- Work to complete:
Your reply should consist solely of the number of lines in the data that contain "parent".
═══ Dataset entries ═══
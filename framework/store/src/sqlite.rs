use std::path::{Path, PathBuf};
use std::time::Duration;

use rusqlite::{params, Connection, OptionalExtension, Row};
use simcity_core::prelude::{derive_run_id, Seed, Tier};

use crate::error::StoreError;
use crate::run_request::{NewRunRequest, RunRequest, RunStatus};
use crate::shared::{shared_schema, shared_table, SYNTHETIC_SOURCE_COLUMN};

/// Environment variable naming the SQLite database file.
pub const SIMCITY_DB_PATH_ENV: &str = "SIMCITY_DB_PATH";

pub const DEFAULT_DB_PATH: &str = "simcity.db";

const BUSY_TIMEOUT: Duration = Duration::from_secs(5);

const RUN_REQUEST_COLUMNS: &str = "id, seed, tier, concurrency, max_events, duration_seconds, \
     status, run_id, created_at, started_at, ended_at, outcome, error";

fn now_ms() -> i64 {
    chrono::Utc::now().timestamp_millis()
}

/// SQLite backed store.
///
/// Each operation opens its own connection so the store can be shared freely between threads and
/// processes. Cross-connection consistency comes from SQLite locking, see [SqliteStore::try_claim].
#[derive(Debug, Clone)]
pub struct SqliteStore {
    db_path: PathBuf,
}

impl SqliteStore {
    /// Open the database at `path`, creating the file and schema if needed.
    pub fn open(path: impl Into<PathBuf>) -> Result<Self, StoreError> {
        let store = Self {
            db_path: path.into(),
        };
        let conn = store.open_connection()?;
        conn.execute_batch(&schema())?;
        Ok(store)
    }

    /// Open the database named by [SIMCITY_DB_PATH_ENV], or [DEFAULT_DB_PATH].
    pub fn from_env() -> Result<Self, StoreError> {
        let path =
            std::env::var(SIMCITY_DB_PATH_ENV).unwrap_or_else(|_| DEFAULT_DB_PATH.to_string());
        Self::open(path)
    }

    pub fn path(&self) -> &Path {
        &self.db_path
    }

    fn open_connection(&self) -> Result<Connection, StoreError> {
        if let Some(parent) = self.db_path.parent().filter(|p| !p.as_os_str().is_empty()) {
            std::fs::create_dir_all(parent).map_err(|source| StoreError::Io {
                path: parent.display().to_string(),
                source,
            })?;
        }

        let conn = Connection::open(&self.db_path)?;
        conn.busy_timeout(BUSY_TIMEOUT)?;
        conn.pragma_update_and_check(None, "journal_mode", "WAL", |row| row.get::<_, String>(0))?;
        conn.pragma_update(None, "synchronous", "NORMAL")?;
        Ok(conn)
    }

    pub fn submit(&self, request: &NewRunRequest) -> Result<RunRequest, StoreError> {
        let max_events = request
            .max_events
            .map(|v| to_sql_int("max_events", v))
            .transpose()?;
        let duration_seconds = request
            .duration_seconds
            .map(|v| to_sql_int("duration_seconds", v))
            .transpose()?;

        let conn = self.open_connection()?;
        conn.execute(
            "INSERT INTO run_requests
                (seed, tier, concurrency, max_events, duration_seconds, status, run_id, created_at)
             VALUES (?1, ?2, ?3, ?4, ?5, ?6, ?7, ?8)",
            params![
                request.seed.as_str(),
                request.tier.as_str(),
                request.concurrency.map(i64::from),
                max_events,
                duration_seconds,
                RunStatus::Pending.as_str(),
                derive_run_id(&request.seed),
                now_ms(),
            ],
        )?;
        let id = conn.last_insert_rowid();
        log::info!("Submitted run request {id} for seed {}", request.seed);

        get_request(&conn, id)?.ok_or(StoreError::NotFound(id))
    }

    pub fn get(&self, id: i64) -> Result<Option<RunRequest>, StoreError> {
        let conn = self.open_connection()?;
        get_request(&conn, id)
    }

    /// Oldest PENDING request.
    pub fn next_pending(&self) -> Result<Option<RunRequest>, StoreError> {
        let conn = self.open_connection()?;
        let raw = conn
            .query_row(
                &format!(
                    "SELECT {RUN_REQUEST_COLUMNS} FROM run_requests
                     WHERE status = ?1 ORDER BY created_at ASC, id ASC LIMIT 1"
                ),
                params![RunStatus::Pending.as_str()],
                RawRunRequest::from_row,
            )
            .optional()?;
        raw.map(RawRunRequest::into_request).transpose()
    }

    /// The request currently RUNNING, if any.
    pub fn running(&self) -> Result<Option<RunRequest>, StoreError> {
        let conn = self.open_connection()?;
        let raw = conn
            .query_row(
                &format!(
                    "SELECT {RUN_REQUEST_COLUMNS} FROM run_requests
                     WHERE status = ?1 ORDER BY started_at ASC LIMIT 1"
                ),
                params![RunStatus::Running.as_str()],
                RawRunRequest::from_row,
            )
            .optional()?;
        raw.map(RawRunRequest::into_request).transpose()
    }

    /// Move a PENDING request to RUNNING, only if no request is RUNNING.
    ///
    /// The check and the write are a single statement, so of any number of concurrent claims at
    /// most one succeeds. Returns whether this call won.
    pub fn try_claim(&self, id: i64) -> Result<bool, StoreError> {
        let conn = self.open_connection()?;
        let changed = conn.execute(
            "UPDATE run_requests SET status = ?1, started_at = ?2
             WHERE id = ?3 AND status = ?4
               AND NOT EXISTS (SELECT 1 FROM run_requests WHERE status = ?1)",
            params![
                RunStatus::Running.as_str(),
                now_ms(),
                id,
                RunStatus::Pending.as_str()
            ],
        )?;
        Ok(changed == 1)
    }

    /// External stop. Applies to PENDING or RUNNING requests, returns whether anything changed.
    pub fn mark_stopped(&self, id: i64) -> Result<bool, StoreError> {
        let conn = self.open_connection()?;
        let changed = conn.execute(
            "UPDATE run_requests SET status = ?1 WHERE id = ?2 AND status IN (?3, ?4)",
            params![
                RunStatus::Stopped.as_str(),
                id,
                RunStatus::Pending.as_str(),
                RunStatus::Running.as_str()
            ],
        )?;
        if changed == 0 && get_request(&conn, id)?.is_none() {
            return Err(StoreError::NotFound(id));
        }
        Ok(changed == 1)
    }

    /// Record the end time of a request without touching anything else.
    pub fn mark_ended(&self, id: i64) -> Result<(), StoreError> {
        let conn = self.open_connection()?;
        let changed = conn.execute(
            "UPDATE run_requests SET ended_at = ?1 WHERE id = ?2",
            params![now_ms(), id],
        )?;
        if changed == 0 {
            return Err(StoreError::NotFound(id));
        }
        Ok(())
    }

    /// Move a RUNNING request to COMPLETED or FAILED.
    ///
    /// The write is conditional on the request still being RUNNING, so a concurrent external stop
    /// is never overwritten. Returns whether the request was finalised.
    pub fn finalize(
        &self,
        id: i64,
        status: RunStatus,
        outcome: Option<&str>,
        error: Option<&str>,
    ) -> Result<bool, StoreError> {
        if !status.is_evaluable() {
            return Err(StoreError::InvalidTransition {
                id,
                from: RunStatus::Running,
                to: status,
            });
        }

        let conn = self.open_connection()?;
        let changed = conn.execute(
            "UPDATE run_requests SET status = ?1, ended_at = ?2, outcome = ?3, error = ?4
             WHERE id = ?5 AND status = ?6",
            params![
                status.as_str(),
                now_ms(),
                outcome,
                error,
                id,
                RunStatus::Running.as_str()
            ],
        )?;
        Ok(changed == 1)
    }

    /// Most recent requests first.
    pub fn list(&self, limit: usize) -> Result<Vec<RunRequest>, StoreError> {
        let conn = self.open_connection()?;
        let mut stmt = conn.prepare(&format!(
            "SELECT {RUN_REQUEST_COLUMNS} FROM run_requests ORDER BY created_at DESC, id DESC LIMIT ?1"
        ))?;
        let limit = i64::try_from(limit).unwrap_or(i64::MAX);
        let rows = stmt.query_map(params![limit], RawRunRequest::from_row)?;

        let mut requests = Vec::new();
        for raw in rows {
            requests.push(raw?.into_request()?);
        }
        Ok(requests)
    }

    /// Latest request recorded for a run id.
    pub fn find_by_run_id(&self, run_id: &str) -> Result<Option<RunRequest>, StoreError> {
        let conn = self.open_connection()?;
        let raw = conn
            .query_row(
                &format!(
                    "SELECT {RUN_REQUEST_COLUMNS} FROM run_requests
                     WHERE run_id = ?1 ORDER BY created_at DESC, id DESC LIMIT 1"
                ),
                params![run_id],
                RawRunRequest::from_row,
            )
            .optional()?;
        raw.map(RawRunRequest::into_request).transpose()
    }

    /// Insert a row into a shared table.
    pub fn insert_shared_row(
        &self,
        table: &str,
        synthetic_source: Option<&str>,
        payload: &str,
    ) -> Result<i64, StoreError> {
        let table = shared_table(table).ok_or_else(|| StoreError::UnknownTable(table.to_string()))?;
        let conn = self.open_connection()?;
        conn.execute(
            &format!(
                "INSERT INTO {table} ({SYNTHETIC_SOURCE_COLUMN}, payload, created_at)
                 VALUES (?1, ?2, ?3)"
            ),
            params![synthetic_source, payload, now_ms()],
        )?;
        Ok(conn.last_insert_rowid())
    }

    pub fn count_synthetic(&self, table: &str, source: &str) -> Result<u64, StoreError> {
        let table = shared_table(table).ok_or_else(|| StoreError::UnknownTable(table.to_string()))?;
        let conn = self.open_connection()?;
        let count: i64 = conn.query_row(
            &format!("SELECT COUNT(*) FROM {table} WHERE {SYNTHETIC_SOURCE_COLUMN} = ?1"),
            params![source],
            |row| row.get(0),
        )?;
        Ok(count.max(0) as u64)
    }

    pub fn delete_synthetic(&self, table: &str, source: &str) -> Result<u64, StoreError> {
        let table = shared_table(table).ok_or_else(|| StoreError::UnknownTable(table.to_string()))?;
        let conn = self.open_connection()?;
        let deleted = conn.execute(
            &format!("DELETE FROM {table} WHERE {SYNTHETIC_SOURCE_COLUMN} = ?1"),
            params![source],
        )?;
        Ok(deleted as u64)
    }

    pub fn count_rows(&self, table: &str) -> Result<u64, StoreError> {
        let table = shared_table(table).ok_or_else(|| StoreError::UnknownTable(table.to_string()))?;
        let conn = self.open_connection()?;
        let count: i64 =
            conn.query_row(&format!("SELECT COUNT(*) FROM {table}"), [], |row| row.get(0))?;
        Ok(count.max(0) as u64)
    }
}

fn to_sql_int(field: &'static str, value: u64) -> Result<i64, StoreError> {
    i64::try_from(value).map_err(|_| StoreError::OutOfRange { field, value })
}

fn schema() -> String {
    format!(
        "CREATE TABLE IF NOT EXISTS run_requests (
            id INTEGER PRIMARY KEY AUTOINCREMENT,
            seed TEXT NOT NULL,
            tier TEXT NOT NULL,
            concurrency INTEGER,
            max_events INTEGER,
            duration_seconds INTEGER,
            status TEXT NOT NULL,
            run_id TEXT NOT NULL,
            created_at INTEGER NOT NULL,
            started_at INTEGER,
            ended_at INTEGER,
            outcome TEXT,
            error TEXT
        );
        CREATE INDEX IF NOT EXISTS idx_run_requests_status
            ON run_requests(status, created_at);
        {}",
        shared_schema()
    )
}

fn get_request(conn: &Connection, id: i64) -> Result<Option<RunRequest>, StoreError> {
    let raw = conn
        .query_row(
            &format!("SELECT {RUN_REQUEST_COLUMNS} FROM run_requests WHERE id = ?1"),
            params![id],
            RawRunRequest::from_row,
        )
        .optional()?;
    raw.map(RawRunRequest::into_request).transpose()
}

/// Columns as stored, before the text columns are parsed.
struct RawRunRequest {
    id: i64,
    seed: String,
    tier: String,
    concurrency: Option<i64>,
    max_events: Option<i64>,
    duration_seconds: Option<i64>,
    status: String,
    run_id: String,
    created_at: i64,
    started_at: Option<i64>,
    ended_at: Option<i64>,
    outcome: Option<String>,
    error: Option<String>,
}

impl RawRunRequest {
    fn from_row(row: &Row<'_>) -> rusqlite::Result<Self> {
        Ok(Self {
            id: row.get(0)?,
            seed: row.get(1)?,
            tier: row.get(2)?,
            concurrency: row.get(3)?,
            max_events: row.get(4)?,
            duration_seconds: row.get(5)?,
            status: row.get(6)?,
            run_id: row.get(7)?,
            created_at: row.get(8)?,
            started_at: row.get(9)?,
            ended_at: row.get(10)?,
            outcome: row.get(11)?,
            error: row.get(12)?,
        })
    }

    fn into_request(self) -> Result<RunRequest, StoreError> {
        let corrupt = |message: String| StoreError::Corrupt {
            table: "run_requests",
            message,
        };

        let tier: Tier = self.tier.parse().map_err(|e| corrupt(format!("{e}")))?;
        let status: RunStatus = self.status.parse().map_err(corrupt)?;

        Ok(RunRequest {
            id: self.id,
            seed: Seed::new(self.seed),
            tier,
            concurrency: self
                .concurrency
                .map(u32::try_from)
                .transpose()
                .map_err(|e| corrupt(format!("concurrency: {e}")))?,
            max_events: self
                .max_events
                .map(u64::try_from)
                .transpose()
                .map_err(|e| corrupt(format!("max_events: {e}")))?,
            duration_seconds: self
                .duration_seconds
                .map(u64::try_from)
                .transpose()
                .map_err(|e| corrupt(format!("duration_seconds: {e}")))?,
            status,
            run_id: self.run_id,
            created_at: self.created_at,
            started_at: self.started_at,
            ended_at: self.ended_at,
            outcome: self.outcome,
            error: self.error,
        })
    }
}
═══
- Written answer:
3